Exercise details:
In the entries below, find each line bearing the string "ResponseMessage" and copy it.

Records for processing:
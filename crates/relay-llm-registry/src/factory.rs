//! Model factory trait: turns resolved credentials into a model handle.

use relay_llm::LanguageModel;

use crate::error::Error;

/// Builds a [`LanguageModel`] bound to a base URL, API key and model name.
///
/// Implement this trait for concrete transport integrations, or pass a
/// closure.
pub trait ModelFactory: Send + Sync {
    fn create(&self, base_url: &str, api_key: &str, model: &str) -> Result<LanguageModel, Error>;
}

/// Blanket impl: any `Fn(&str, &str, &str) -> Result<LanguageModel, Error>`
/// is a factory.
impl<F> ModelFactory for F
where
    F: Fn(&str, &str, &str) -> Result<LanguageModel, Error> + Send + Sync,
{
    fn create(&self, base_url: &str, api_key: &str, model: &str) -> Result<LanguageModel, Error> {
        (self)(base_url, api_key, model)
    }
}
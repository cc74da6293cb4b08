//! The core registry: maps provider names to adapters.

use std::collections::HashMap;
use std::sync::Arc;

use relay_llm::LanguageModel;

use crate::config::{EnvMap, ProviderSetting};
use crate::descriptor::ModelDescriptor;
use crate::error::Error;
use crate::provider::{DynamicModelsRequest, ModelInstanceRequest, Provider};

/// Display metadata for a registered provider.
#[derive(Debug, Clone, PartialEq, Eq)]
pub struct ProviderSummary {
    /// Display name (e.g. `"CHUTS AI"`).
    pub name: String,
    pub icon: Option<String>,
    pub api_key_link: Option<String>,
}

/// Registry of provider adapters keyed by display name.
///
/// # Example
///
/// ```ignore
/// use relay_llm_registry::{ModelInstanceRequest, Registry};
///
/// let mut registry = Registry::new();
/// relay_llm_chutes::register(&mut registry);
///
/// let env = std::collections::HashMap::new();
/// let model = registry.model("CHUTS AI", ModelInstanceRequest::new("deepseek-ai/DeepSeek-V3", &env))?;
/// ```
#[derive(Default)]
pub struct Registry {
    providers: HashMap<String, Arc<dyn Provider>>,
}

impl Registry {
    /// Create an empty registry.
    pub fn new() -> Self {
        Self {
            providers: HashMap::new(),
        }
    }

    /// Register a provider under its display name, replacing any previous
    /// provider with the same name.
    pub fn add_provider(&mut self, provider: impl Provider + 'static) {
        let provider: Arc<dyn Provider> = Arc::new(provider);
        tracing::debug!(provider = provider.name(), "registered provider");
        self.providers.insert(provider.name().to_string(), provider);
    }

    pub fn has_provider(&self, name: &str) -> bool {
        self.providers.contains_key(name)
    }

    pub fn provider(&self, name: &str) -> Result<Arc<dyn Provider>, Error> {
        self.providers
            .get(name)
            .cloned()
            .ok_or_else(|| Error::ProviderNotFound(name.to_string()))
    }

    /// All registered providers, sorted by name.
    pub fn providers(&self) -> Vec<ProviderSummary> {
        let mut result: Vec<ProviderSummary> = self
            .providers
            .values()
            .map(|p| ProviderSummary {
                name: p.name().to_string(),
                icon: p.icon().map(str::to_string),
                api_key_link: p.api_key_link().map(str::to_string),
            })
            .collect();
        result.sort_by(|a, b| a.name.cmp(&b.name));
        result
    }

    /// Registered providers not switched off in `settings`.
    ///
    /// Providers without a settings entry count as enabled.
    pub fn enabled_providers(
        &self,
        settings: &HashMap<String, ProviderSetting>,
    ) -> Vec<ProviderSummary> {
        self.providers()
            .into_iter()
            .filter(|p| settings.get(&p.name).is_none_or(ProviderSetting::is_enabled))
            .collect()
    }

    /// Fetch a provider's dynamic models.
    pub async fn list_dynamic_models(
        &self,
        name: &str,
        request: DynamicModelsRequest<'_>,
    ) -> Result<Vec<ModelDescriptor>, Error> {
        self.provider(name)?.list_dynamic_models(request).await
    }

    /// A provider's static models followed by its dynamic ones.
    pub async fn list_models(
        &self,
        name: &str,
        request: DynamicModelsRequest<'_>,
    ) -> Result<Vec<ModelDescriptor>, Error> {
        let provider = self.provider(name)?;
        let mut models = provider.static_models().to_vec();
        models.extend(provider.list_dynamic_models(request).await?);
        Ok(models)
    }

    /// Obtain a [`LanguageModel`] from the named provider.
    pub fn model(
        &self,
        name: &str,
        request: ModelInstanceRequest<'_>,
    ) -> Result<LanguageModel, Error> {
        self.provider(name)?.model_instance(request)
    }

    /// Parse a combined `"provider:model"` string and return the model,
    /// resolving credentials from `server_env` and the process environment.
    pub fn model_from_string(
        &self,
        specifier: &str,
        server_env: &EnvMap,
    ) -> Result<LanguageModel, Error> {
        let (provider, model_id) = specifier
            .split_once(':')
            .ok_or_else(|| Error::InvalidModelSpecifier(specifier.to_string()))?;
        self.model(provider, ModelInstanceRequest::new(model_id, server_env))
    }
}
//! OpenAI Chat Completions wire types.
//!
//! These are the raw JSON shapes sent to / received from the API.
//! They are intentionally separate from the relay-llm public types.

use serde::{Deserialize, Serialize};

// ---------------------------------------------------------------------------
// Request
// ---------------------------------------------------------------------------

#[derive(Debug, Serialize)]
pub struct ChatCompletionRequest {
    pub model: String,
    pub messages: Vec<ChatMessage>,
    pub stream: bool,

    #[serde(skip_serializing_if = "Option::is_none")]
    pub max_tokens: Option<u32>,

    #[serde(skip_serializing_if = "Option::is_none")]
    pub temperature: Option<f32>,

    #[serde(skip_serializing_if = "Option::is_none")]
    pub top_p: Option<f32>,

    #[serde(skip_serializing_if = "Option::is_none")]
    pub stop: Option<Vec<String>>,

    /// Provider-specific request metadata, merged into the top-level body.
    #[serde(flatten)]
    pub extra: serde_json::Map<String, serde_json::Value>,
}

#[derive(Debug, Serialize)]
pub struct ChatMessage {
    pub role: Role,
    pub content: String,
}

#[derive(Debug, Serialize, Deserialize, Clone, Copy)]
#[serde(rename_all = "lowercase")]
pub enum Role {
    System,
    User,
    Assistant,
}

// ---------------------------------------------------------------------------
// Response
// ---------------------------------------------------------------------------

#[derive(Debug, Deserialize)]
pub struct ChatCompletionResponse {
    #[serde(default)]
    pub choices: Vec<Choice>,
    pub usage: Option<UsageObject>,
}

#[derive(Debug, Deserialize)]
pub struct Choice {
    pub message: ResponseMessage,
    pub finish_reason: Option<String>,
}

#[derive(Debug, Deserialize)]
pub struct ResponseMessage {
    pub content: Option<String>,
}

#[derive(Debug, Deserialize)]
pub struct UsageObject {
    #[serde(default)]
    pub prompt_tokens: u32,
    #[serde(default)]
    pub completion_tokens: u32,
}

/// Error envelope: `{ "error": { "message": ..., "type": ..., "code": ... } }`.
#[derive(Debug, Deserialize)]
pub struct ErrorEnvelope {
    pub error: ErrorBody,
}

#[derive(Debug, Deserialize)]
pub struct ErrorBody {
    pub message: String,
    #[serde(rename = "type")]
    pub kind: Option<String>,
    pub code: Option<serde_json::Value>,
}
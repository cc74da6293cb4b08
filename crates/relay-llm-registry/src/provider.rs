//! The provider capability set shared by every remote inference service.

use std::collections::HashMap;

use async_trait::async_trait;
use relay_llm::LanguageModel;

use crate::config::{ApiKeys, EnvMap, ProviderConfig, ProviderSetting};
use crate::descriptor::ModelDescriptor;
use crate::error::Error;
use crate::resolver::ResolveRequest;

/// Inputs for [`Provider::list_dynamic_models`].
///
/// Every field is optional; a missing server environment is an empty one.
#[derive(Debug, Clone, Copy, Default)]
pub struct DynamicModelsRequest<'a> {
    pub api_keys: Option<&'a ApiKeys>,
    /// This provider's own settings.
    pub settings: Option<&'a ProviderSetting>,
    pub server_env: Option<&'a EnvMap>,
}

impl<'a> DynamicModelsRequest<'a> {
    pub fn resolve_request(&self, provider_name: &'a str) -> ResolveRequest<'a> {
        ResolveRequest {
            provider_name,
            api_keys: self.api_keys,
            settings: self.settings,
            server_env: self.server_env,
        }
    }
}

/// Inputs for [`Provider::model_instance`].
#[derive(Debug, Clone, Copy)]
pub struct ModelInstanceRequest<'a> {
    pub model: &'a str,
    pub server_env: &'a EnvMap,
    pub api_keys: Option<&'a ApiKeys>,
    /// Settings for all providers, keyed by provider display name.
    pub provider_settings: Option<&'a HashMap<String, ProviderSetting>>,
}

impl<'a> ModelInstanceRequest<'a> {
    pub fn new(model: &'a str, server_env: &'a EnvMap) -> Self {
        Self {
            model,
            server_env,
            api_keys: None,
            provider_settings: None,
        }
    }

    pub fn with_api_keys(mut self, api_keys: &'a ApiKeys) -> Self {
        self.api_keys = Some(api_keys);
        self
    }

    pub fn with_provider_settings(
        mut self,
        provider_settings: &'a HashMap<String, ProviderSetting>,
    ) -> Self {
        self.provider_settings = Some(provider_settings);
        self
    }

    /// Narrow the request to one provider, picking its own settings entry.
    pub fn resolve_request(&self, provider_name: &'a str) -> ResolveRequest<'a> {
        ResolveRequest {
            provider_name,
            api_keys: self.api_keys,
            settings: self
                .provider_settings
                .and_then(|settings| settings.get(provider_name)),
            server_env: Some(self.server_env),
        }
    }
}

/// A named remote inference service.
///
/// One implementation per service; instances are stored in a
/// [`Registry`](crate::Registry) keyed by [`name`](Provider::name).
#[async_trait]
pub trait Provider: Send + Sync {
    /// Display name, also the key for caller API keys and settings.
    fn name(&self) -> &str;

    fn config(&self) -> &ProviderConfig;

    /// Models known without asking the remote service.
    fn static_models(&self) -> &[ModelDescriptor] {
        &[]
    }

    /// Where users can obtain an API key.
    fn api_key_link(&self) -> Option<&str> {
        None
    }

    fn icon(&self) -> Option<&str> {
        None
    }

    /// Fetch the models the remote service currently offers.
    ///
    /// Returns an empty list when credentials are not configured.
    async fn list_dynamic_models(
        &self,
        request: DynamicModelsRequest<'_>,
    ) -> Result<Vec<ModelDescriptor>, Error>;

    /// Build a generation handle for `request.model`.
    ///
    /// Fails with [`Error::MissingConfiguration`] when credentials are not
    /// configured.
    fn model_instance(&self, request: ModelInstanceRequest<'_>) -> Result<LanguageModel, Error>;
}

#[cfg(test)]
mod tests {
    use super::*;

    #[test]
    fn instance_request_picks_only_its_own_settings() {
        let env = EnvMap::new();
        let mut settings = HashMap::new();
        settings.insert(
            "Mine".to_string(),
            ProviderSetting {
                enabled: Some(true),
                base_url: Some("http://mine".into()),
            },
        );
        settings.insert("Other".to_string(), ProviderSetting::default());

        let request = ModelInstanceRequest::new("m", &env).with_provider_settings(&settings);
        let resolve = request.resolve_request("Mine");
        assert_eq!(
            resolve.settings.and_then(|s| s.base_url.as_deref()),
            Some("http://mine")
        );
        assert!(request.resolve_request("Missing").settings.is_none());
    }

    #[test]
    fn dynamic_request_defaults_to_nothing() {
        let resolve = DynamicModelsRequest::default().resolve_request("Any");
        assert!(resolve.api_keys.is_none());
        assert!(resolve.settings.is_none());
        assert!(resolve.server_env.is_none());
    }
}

Answer box:
    pub message: ResponseMessage,
pub struct ResponseMessage {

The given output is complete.